START SUPPLIED INFORMATION

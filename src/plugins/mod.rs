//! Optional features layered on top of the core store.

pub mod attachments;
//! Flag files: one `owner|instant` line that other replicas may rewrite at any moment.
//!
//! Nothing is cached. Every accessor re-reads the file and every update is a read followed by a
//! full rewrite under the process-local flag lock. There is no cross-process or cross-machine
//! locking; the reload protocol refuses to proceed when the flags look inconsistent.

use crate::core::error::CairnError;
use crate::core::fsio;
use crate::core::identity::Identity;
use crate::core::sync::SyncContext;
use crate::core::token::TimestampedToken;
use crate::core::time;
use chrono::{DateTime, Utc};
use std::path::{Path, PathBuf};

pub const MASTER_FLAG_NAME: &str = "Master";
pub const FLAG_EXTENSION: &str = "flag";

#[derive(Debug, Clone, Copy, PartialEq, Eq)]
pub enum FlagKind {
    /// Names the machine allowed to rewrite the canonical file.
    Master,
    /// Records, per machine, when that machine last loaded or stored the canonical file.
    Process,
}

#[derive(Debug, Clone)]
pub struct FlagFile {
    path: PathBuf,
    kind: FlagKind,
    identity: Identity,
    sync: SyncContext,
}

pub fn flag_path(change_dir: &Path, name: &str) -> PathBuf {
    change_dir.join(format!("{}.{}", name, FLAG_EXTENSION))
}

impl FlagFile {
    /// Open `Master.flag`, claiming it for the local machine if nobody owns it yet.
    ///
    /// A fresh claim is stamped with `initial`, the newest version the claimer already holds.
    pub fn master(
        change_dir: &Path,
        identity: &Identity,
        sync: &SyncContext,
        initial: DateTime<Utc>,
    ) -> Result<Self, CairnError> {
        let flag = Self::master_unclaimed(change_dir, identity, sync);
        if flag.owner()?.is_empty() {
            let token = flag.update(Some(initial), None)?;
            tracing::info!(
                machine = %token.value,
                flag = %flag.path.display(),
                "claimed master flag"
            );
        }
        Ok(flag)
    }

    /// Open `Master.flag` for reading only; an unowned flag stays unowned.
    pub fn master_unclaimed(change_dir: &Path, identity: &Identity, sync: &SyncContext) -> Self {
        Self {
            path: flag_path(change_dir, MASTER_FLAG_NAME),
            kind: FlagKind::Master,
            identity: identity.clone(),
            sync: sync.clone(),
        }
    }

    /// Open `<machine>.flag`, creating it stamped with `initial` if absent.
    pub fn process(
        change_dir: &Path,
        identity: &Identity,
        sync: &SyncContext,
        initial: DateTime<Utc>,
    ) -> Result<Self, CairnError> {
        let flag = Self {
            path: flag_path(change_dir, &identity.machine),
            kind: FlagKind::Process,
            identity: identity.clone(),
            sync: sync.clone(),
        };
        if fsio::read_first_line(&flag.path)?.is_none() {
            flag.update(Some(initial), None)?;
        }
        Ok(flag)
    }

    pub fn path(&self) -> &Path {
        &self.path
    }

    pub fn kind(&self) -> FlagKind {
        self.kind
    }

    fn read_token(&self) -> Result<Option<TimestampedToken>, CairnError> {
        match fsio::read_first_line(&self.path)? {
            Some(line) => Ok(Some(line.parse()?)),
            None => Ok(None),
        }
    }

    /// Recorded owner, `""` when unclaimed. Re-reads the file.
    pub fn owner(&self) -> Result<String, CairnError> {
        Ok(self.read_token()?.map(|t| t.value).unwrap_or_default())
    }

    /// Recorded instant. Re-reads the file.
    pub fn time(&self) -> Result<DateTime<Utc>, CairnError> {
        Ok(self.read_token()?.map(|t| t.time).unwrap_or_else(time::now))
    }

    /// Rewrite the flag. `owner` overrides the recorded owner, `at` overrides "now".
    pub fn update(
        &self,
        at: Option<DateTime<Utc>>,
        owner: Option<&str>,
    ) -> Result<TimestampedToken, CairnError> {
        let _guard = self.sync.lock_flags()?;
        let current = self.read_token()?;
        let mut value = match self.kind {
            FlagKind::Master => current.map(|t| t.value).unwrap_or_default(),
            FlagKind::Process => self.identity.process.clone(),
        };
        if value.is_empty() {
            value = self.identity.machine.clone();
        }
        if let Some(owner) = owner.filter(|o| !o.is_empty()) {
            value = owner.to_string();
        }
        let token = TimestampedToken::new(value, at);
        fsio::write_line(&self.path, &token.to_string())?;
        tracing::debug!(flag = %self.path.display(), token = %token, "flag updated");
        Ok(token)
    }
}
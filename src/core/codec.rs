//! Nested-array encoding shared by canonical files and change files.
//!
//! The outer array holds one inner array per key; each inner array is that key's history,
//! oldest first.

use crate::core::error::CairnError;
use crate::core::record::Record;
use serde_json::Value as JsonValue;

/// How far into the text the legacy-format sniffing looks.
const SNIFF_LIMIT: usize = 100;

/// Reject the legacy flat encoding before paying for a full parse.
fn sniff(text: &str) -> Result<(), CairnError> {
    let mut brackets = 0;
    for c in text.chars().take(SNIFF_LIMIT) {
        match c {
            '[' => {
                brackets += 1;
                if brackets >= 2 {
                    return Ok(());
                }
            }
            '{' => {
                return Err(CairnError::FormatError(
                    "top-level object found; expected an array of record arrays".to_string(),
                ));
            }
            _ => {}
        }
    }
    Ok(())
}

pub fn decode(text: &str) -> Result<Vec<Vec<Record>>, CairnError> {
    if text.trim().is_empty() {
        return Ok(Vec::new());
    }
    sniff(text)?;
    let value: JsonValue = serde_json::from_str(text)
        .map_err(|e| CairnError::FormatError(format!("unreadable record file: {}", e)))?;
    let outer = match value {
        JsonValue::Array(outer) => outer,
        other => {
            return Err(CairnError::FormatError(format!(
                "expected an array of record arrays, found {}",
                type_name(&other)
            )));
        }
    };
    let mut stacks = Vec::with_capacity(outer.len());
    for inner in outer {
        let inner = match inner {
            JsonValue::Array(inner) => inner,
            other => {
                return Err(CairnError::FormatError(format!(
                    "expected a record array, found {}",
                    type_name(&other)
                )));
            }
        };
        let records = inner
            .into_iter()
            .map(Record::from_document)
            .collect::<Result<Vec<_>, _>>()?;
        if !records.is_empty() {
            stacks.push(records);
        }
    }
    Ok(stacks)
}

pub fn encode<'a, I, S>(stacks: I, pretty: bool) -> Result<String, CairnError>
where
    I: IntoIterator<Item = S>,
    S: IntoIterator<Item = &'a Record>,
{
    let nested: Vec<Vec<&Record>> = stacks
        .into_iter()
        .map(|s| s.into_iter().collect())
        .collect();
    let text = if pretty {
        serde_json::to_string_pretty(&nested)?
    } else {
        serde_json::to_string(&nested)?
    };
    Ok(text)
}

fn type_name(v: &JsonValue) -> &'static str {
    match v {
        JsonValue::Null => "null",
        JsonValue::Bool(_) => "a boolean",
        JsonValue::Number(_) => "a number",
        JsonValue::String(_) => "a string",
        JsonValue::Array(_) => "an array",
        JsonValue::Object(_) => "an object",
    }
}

END SUPPLIED INFORMATION
START SUPPLIED INFORMATION

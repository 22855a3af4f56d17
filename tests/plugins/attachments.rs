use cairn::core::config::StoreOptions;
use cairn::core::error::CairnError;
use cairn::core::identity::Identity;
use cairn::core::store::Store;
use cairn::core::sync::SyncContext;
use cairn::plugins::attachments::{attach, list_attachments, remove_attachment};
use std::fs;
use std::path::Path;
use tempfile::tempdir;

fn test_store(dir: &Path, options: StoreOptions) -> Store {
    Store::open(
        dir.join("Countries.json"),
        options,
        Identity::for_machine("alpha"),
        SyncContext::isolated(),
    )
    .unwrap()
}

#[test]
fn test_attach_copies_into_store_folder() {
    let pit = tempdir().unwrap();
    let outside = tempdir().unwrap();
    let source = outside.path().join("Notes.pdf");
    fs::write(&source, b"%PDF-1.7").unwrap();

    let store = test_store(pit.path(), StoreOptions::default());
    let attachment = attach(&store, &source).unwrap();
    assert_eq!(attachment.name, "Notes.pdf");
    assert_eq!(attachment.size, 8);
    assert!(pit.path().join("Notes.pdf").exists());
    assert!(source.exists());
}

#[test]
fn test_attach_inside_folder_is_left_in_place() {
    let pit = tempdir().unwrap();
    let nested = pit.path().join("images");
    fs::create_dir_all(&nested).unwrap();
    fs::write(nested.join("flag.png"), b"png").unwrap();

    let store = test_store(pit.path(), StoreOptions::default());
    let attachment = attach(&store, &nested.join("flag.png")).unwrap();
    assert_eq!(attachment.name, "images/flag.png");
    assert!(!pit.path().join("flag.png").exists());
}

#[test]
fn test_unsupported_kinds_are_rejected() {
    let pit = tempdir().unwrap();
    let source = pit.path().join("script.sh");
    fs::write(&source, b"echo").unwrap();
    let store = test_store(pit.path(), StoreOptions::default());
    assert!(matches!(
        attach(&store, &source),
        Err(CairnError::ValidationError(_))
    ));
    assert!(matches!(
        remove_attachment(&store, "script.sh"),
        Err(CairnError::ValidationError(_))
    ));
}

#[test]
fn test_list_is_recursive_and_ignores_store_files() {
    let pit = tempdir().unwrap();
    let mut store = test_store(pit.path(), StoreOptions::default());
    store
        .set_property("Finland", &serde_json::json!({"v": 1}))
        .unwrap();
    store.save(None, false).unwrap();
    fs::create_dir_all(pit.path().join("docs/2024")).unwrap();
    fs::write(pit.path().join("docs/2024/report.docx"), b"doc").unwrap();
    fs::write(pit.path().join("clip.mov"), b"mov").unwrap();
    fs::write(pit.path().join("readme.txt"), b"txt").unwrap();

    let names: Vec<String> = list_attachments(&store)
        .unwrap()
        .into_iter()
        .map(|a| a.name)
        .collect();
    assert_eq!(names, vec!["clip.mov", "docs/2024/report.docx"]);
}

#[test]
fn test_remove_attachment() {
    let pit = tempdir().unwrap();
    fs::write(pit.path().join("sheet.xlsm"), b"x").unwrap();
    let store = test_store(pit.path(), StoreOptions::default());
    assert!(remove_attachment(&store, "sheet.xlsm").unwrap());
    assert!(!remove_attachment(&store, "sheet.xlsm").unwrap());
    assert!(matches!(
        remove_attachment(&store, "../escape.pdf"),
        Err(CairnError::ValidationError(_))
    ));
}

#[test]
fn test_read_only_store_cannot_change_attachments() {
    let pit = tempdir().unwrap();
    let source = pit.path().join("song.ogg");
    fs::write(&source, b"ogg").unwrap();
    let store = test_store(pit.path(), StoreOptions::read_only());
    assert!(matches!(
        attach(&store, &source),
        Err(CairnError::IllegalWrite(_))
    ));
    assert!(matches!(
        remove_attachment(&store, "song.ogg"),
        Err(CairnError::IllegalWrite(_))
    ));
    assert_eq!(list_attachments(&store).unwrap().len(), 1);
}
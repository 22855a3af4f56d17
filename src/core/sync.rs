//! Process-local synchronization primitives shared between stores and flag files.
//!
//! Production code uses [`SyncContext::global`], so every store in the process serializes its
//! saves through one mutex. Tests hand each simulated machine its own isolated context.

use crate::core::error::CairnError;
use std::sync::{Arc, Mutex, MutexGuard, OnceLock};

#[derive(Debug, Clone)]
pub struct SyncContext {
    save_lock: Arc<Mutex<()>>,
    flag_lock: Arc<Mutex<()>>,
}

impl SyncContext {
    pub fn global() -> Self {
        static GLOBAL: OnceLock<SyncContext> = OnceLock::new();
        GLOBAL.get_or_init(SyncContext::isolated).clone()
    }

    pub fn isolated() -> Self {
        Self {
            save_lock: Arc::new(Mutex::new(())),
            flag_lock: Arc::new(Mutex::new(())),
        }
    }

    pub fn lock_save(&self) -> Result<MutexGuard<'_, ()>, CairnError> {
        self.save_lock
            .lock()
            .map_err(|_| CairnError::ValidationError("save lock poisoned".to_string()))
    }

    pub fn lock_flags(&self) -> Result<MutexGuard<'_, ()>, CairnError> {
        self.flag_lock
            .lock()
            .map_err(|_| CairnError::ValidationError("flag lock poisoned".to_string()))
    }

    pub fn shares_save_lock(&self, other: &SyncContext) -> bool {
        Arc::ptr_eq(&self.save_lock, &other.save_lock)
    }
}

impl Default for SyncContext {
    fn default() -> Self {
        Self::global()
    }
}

END SUPPLIED INFORMATION
START SUPPLIED INFORMATION

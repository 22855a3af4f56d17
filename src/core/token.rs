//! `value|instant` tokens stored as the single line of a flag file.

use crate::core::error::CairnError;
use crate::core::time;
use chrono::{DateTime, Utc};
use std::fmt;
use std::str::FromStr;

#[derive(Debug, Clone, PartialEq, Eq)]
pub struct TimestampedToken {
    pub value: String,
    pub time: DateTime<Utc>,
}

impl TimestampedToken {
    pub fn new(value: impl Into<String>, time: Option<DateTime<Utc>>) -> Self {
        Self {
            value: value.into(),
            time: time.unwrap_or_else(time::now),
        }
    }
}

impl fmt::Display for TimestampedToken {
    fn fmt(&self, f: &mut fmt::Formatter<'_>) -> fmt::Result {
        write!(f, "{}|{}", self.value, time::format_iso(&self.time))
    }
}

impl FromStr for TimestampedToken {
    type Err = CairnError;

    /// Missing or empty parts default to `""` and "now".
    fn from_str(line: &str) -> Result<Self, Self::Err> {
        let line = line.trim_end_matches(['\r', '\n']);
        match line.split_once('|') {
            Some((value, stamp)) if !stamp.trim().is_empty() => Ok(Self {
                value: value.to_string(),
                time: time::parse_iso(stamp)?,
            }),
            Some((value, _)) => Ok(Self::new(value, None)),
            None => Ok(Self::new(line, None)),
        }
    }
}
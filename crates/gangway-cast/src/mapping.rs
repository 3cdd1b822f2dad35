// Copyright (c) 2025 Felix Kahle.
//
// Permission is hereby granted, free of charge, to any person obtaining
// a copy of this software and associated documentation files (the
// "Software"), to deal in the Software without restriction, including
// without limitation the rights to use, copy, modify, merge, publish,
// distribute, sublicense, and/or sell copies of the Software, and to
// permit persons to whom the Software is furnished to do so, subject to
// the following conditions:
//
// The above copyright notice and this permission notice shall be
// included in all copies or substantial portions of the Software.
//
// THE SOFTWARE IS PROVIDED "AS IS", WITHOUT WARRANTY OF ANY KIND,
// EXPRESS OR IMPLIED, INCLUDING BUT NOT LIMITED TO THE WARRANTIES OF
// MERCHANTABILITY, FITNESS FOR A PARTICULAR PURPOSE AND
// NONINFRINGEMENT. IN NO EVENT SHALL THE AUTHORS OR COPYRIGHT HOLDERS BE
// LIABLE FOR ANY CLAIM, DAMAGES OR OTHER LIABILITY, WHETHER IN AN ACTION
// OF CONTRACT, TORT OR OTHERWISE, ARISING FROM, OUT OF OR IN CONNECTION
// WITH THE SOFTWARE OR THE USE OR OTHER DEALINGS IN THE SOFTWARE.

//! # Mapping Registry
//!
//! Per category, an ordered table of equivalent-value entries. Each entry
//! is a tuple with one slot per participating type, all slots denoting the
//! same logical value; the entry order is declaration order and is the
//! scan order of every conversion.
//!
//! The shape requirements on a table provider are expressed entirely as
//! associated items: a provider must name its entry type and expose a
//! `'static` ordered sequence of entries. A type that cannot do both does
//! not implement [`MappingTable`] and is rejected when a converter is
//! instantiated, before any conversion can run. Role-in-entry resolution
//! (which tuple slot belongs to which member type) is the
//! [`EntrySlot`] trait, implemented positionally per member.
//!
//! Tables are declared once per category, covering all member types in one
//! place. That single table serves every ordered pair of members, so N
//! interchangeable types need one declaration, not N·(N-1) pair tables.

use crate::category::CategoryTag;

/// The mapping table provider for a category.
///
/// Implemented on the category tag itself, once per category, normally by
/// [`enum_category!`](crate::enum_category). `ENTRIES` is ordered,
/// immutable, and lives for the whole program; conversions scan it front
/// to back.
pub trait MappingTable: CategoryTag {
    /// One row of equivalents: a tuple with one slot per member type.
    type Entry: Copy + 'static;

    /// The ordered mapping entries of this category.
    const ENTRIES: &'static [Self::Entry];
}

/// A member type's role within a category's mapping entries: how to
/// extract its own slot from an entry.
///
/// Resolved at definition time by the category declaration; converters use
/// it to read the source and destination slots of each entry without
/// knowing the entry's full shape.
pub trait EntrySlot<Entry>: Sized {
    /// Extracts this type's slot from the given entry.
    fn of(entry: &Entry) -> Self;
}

END SUPPLIED INFORMATION

EXERCISE DETAILS:
Look through the listing above and copy each line where the string "MutexGuard" occurs.

FINISHED EXERCISE:
use std::sync::{Arc, Mutex, MutexGuard, OnceLock};
    pub fn lock_save(&self) -> Result<MutexGuard<'_, ()>, CairnError> {
    pub fn lock_flags(&self) -> Result<MutexGuard<'_, ()>, CairnError> {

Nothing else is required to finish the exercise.